» Work required
Find the lines below that contain the word "BmcCredentials" and count them. Only the number should be given.

» Exercise materials
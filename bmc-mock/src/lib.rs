// SPDX-FileCopyrightText: Copyright (c) 2025 NVIDIA CORPORATION & AFFILIATES. All rights reserved.
// SPDX-License-Identifier: Apache-2.0
//
// Licensed under the Apache License, Version 2.0 (the "License");
// you may not use this file except in compliance with the License.
// You may obtain a copy of the License at
//
// http://www.apache.org/licenses/LICENSE-2.0
//
// Unless required by applicable law or agreed to in writing, software
// distributed under the License is distributed on an "AS IS" BASIS,
// WITHOUT WARRANTIES OR CONDITIONS OF ANY KIND, either express or implied.
// See the License for the specific language governing permissions and
// limitations under the License.

//! Expectation-queue [`rsfish_core::Bmc`] for tests.
//!
//! Every request pops the next [`Expect`] and fails unless method, path
//! and body match. Nothing on the queue means nothing may be sent, which
//! is how tests prove that an operation performs no I/O.

pub mod expect;

#[doc(inline)]
pub use expect::Expect;
pub use expect::ExpectedRequest;

use rsfish_core::Bmc as RsfishBmc;
use rsfish_core::ClassifyError;
use rsfish_core::ErrorKind;
use rsfish_core::FormPart;
use rsfish_core::ODataETag;
use rsfish_core::ODataId;
use rsfish_core::Response;
use serde::Serialize;
use serde_json::to_value;
use serde_json::Error as JsonError;
use std::collections::VecDeque;
use std::error::Error as StdError;
use std::fmt::Display;
use std::fmt::Formatter;
use std::fmt::Result as FmtResult;
use std::sync::Mutex;
use std::sync::PoisonError;

#[derive(Debug)]
pub enum Error {
    ErrorResponse(Box<dyn StdError + Send + Sync>),
    MutexLock(String),
    NothingIsExpected,
    BadRequestJson(JsonError),
    UnexpectedGet(ODataId, ExpectedRequest),
    UnexpectedPost(ODataId, String, ExpectedRequest),
    UnexpectedPatch(ODataId, String, ExpectedRequest),
    UnexpectedPut(ODataId, String, ExpectedRequest),
    UnexpectedDelete(ODataId, ExpectedRequest),
    UnexpectedPostMultipart(ODataId, Vec<String>, ExpectedRequest),
}

impl Display for Error {
    fn fmt(&self, f: &mut Formatter<'_>) -> FmtResult {
        match self {
            Self::ErrorResponse(err) => write!(f, "response: {err}"),
            Self::MutexLock(err) => write!(f, "lock error: {err}"),
            Self::NothingIsExpected => {
                write!(f, "nothing is expected to happen but something happened")
            }
            Self::BadRequestJson(err) => write!(f, "request is not serializable: {err}"),
            Self::UnexpectedGet(id, expected) => {
                write!(f, "unexpected get: {id}; expected: {expected:?}")
            }
            Self::UnexpectedPost(id, json, expected) => {
                write!(f, "unexpected post: {id}; json: {json} expected: {expected:?}")
            }
            Self::UnexpectedPatch(id, json, expected) => {
                write!(f, "unexpected patch: {id}; json: {json} expected: {expected:?}")
            }
            Self::UnexpectedPut(id, json, expected) => {
                write!(f, "unexpected put: {id}; json: {json} expected: {expected:?}")
            }
            Self::UnexpectedDelete(id, expected) => {
                write!(f, "unexpected delete: {id}; expected: {expected:?}")
            }
            Self::UnexpectedPostMultipart(id, fields, expected) => {
                write!(
                    f,
                    "unexpected multipart post: {id}; fields: {fields:?} expected: {expected:?}"
                )
            }
        }
    }
}

impl StdError for Error {
    fn source(&self) -> Option<&(dyn StdError + 'static)> {
        match self {
            Self::ErrorResponse(err) => Some(err.as_ref()),
            Self::BadRequestJson(err) => Some(err),
            _ => None,
        }
    }
}

impl ClassifyError for Error {
    // Injected errors carry no transport semantics; retry decisions fall
    // back to their message.
    fn error_kind(&self) -> ErrorKind {
        ErrorKind::Protocol
    }
}

impl Error {
    pub fn mutex_lock<T>(err: PoisonError<T>) -> Self {
        Self::MutexLock(err.to_string())
    }
}

pub struct Bmc<E> {
    expect: Mutex<VecDeque<Expect<E>>>,
}

impl<E> Default for Bmc<E> {
    fn default() -> Self {
        Self {
            expect: Mutex::new(VecDeque::new()),
        }
    }
}

impl<E> Bmc<E> {
    /// Queue expectation after the already queued ones.
    pub fn expect(&self, exp: Expect<E>) {
        self.expect
            .lock()
            .expect("not poisoned")
            .push_back(exp);
    }

    /// Drop all queued expectations.
    pub fn clear(&self) {
        self.expect.lock().expect("not poisoned").clear();
    }

    /// Number of expectations not consumed yet.
    pub fn pending(&self) -> usize {
        self.expect.lock().expect("not poisoned").len()
    }

    pub fn debug_expect(&self)
    where
        E: std::fmt::Debug,
    {
        let expect: &VecDeque<Expect<E>> = &self.expect.lock().expect("not poisoned");
        println!("Expectations (total: {})", expect.len());
        for v in expect {
            println!("{:#?}", v.request);
        }
    }

    fn next(&self) -> Result<Expect<E>, Error> {
        self.expect
            .lock()
            .map_err(Error::mutex_lock)?
            .pop_front()
            .ok_or(Error::NothingIsExpected)
    }
}

impl<E> Bmc<E>
where
    E: StdError + Send + Sync + 'static,
{
    fn respond(response: Result<Response, E>) -> Result<Response, Error> {
        response.map_err(|err| Error::ErrorResponse(Box::new(err)))
    }
}

impl<E> RsfishBmc for Bmc<E>
where
    E: StdError + Send + Sync + 'static,
{
    type Error = Error;

    async fn get(&self, in_id: &ODataId) -> Result<Response, Self::Error> {
        let expect = self.next()?;
        match expect {
            Expect {
                request: ExpectedRequest::Get { id },
                response,
            } if id == *in_id => Self::respond(response),
            _ => Err(Error::UnexpectedGet(in_id.clone(), expect.request)),
        }
    }

    async fn post<V: Serialize + Send + Sync>(
        &self,
        in_id: &ODataId,
        body: &V,
    ) -> Result<Response, Self::Error> {
        let in_request = to_value(body).map_err(Error::BadRequestJson)?;
        let expect = self.next()?;
        match expect {
            Expect {
                request: ExpectedRequest::Post { id, request },
                response,
            } if id == *in_id && request == in_request => Self::respond(response),
            _ => Err(Error::UnexpectedPost(
                in_id.clone(),
                in_request.to_string(),
                expect.request,
            )),
        }
    }

    async fn patch<V: Serialize + Send + Sync>(
        &self,
        in_id: &ODataId,
        in_etag: Option<&ODataETag>,
        body: &V,
    ) -> Result<Response, Self::Error> {
        let in_request = to_value(body).map_err(Error::BadRequestJson)?;
        let expect = self.next()?;
        match expect {
            Expect {
                request: ExpectedRequest::Patch { id, etag, request },
                response,
            } if id == *in_id && etag.as_ref() == in_etag && request == in_request => {
                Self::respond(response)
            }
            _ => Err(Error::UnexpectedPatch(
                in_id.clone(),
                in_request.to_string(),
                expect.request,
            )),
        }
    }

    async fn put<V: Serialize + Send + Sync>(
        &self,
        in_id: &ODataId,
        _etag: Option<&ODataETag>,
        body: &V,
    ) -> Result<Response, Self::Error> {
        let in_request = to_value(body).map_err(Error::BadRequestJson)?;
        let expect = self.next()?;
        match expect {
            Expect {
                request: ExpectedRequest::Put { id, request },
                response,
            } if id == *in_id && request == in_request => Self::respond(response),
            _ => Err(Error::UnexpectedPut(
                in_id.clone(),
                in_request.to_string(),
                expect.request,
            )),
        }
    }

    async fn delete(&self, in_id: &ODataId) -> Result<Response, Self::Error> {
        let expect = self.next()?;
        match expect {
            Expect {
                request: ExpectedRequest::Delete { id },
                response,
            } if id == *in_id => Self::respond(response),
            _ => Err(Error::UnexpectedDelete(in_id.clone(), expect.request)),
        }
    }

    async fn post_multipart(
        &self,
        in_id: &ODataId,
        in_parts: &[FormPart],
    ) -> Result<Response, Self::Error> {
        let expect = self.next()?;
        match expect {
            Expect {
                request: ExpectedRequest::PostMultipart { id, parts },
                response,
            } if id == *in_id && parts == in_parts => Self::respond(response),
            _ => Err(Error::UnexpectedPostMultipart(
                in_id.clone(),
                in_parts.iter().map(|part| part.name.clone()).collect(),
                expect.request,
            )),
        }
    }
}
// SPDX-FileCopyrightText: Copyright (c) 2025 NVIDIA CORPORATION & AFFILIATES. All rights reserved.
// SPDX-License-Identifier: Apache-2.0
//
// Licensed under the Apache License, Version 2.0 (the "License");
// you may not use this file except in compliance with the License.
// You may obtain a copy of the License at
//
// http://www.apache.org/licenses/LICENSE-2.0
//
// Unless required by applicable law or agreed to in writing, software
// distributed under the License is distributed on an "AS IS" BASIS,
// WITHOUT WARRANTIES OR CONDITIONS OF ANY KIND, either express or implied.
// See the License for the specific language governing permissions and
// limitations under the License.

//! Credentials and session tokens.
//!
//! Both types redact their secrets in `Debug` and `Display`.

use rsfish_core::ODataId;
use std::fmt;

/// Credentials used to access the BMC.
#[derive(Clone)]
pub struct BmcCredentials {
    /// Username to access BMC.
    pub username: String,
    password: String,
}

impl BmcCredentials {
    /// Create new credentials.
    #[must_use]
    pub const fn new(username: String, password: String) -> Self {
        Self { username, password }
    }

    /// Get password.
    #[must_use]
    pub fn password(&self) -> &str {
        &self.password
    }
}

impl fmt::Debug for BmcCredentials {
    fn fmt(&self, f: &mut fmt::Formatter<'_>) -> fmt::Result {
        f.debug_struct("BmcCredentials")
            .field("username", &self.username)
            .field("password", &"[REDACTED]")
            .finish()
    }
}

impl fmt::Display for BmcCredentials {
    fn fmt(&self, f: &mut fmt::Formatter<'_>) -> fmt::Result {
        write!(f, "{} (password: [REDACTED])", self.username)
    }
}

/// Session created by the service.
///
/// `location` is the session resource; deleting it ends the session.
#[derive(Clone, PartialEq, Eq)]
pub struct SessionToken {
    token: String,
    location: Option<ODataId>,
    id: Option<String>,
}

impl SessionToken {
    /// Session with known token and session resource location.
    #[must_use]
    pub fn new(token: String, location: Option<ODataId>) -> Self {
        let id = location
            .as_ref()
            .map(|l| l.last_segment().to_string())
            .filter(|id| !id.is_empty());
        Self {
            token,
            location,
            id,
        }
    }

    /// Override session id reported by the service.
    #[must_use]
    pub fn with_id(mut self, id: String) -> Self {
        self.id = Some(id);
        self
    }

    /// Value of the `X-Auth-Token` header.
    #[must_use]
    pub fn token(&self) -> &str {
        &self.token
    }

    /// Session resource to delete on close.
    #[must_use]
    pub const fn location(&self) -> Option<&ODataId> {
        self.location.as_ref()
    }

    /// Session identifier.
    #[must_use]
    pub fn id(&self) -> Option<&str> {
        self.id.as_deref()
    }
}

impl fmt::Debug for SessionToken {
    fn fmt(&self, f: &mut fmt::Formatter<'_>) -> fmt::Result {
        f.debug_struct("SessionToken")
            .field("id", &self.id)
            .field("location", &self.location)
            .field("token", &"[REDACTED]")
            .finish()
    }
}

#[cfg(test)]
mod tests {
    use super::*;

    #[test]
    fn secrets_are_redacted() {
        let creds = BmcCredentials::new("root".into(), "calvin".into());
        assert!(!format!("{creds:?}").contains("calvin"));
        assert!(!creds.to_string().contains("calvin"));

        let token = SessionToken::new(
            "0123456789abcdef".into(),
            Some(ODataId::from("/redfish/v1/SessionService/Sessions/22")),
        );
        assert!(!format!("{token:?}").contains("0123456789abcdef"));
        assert_eq!(token.id(), Some("22"));
    }
}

» Answer to the problem
6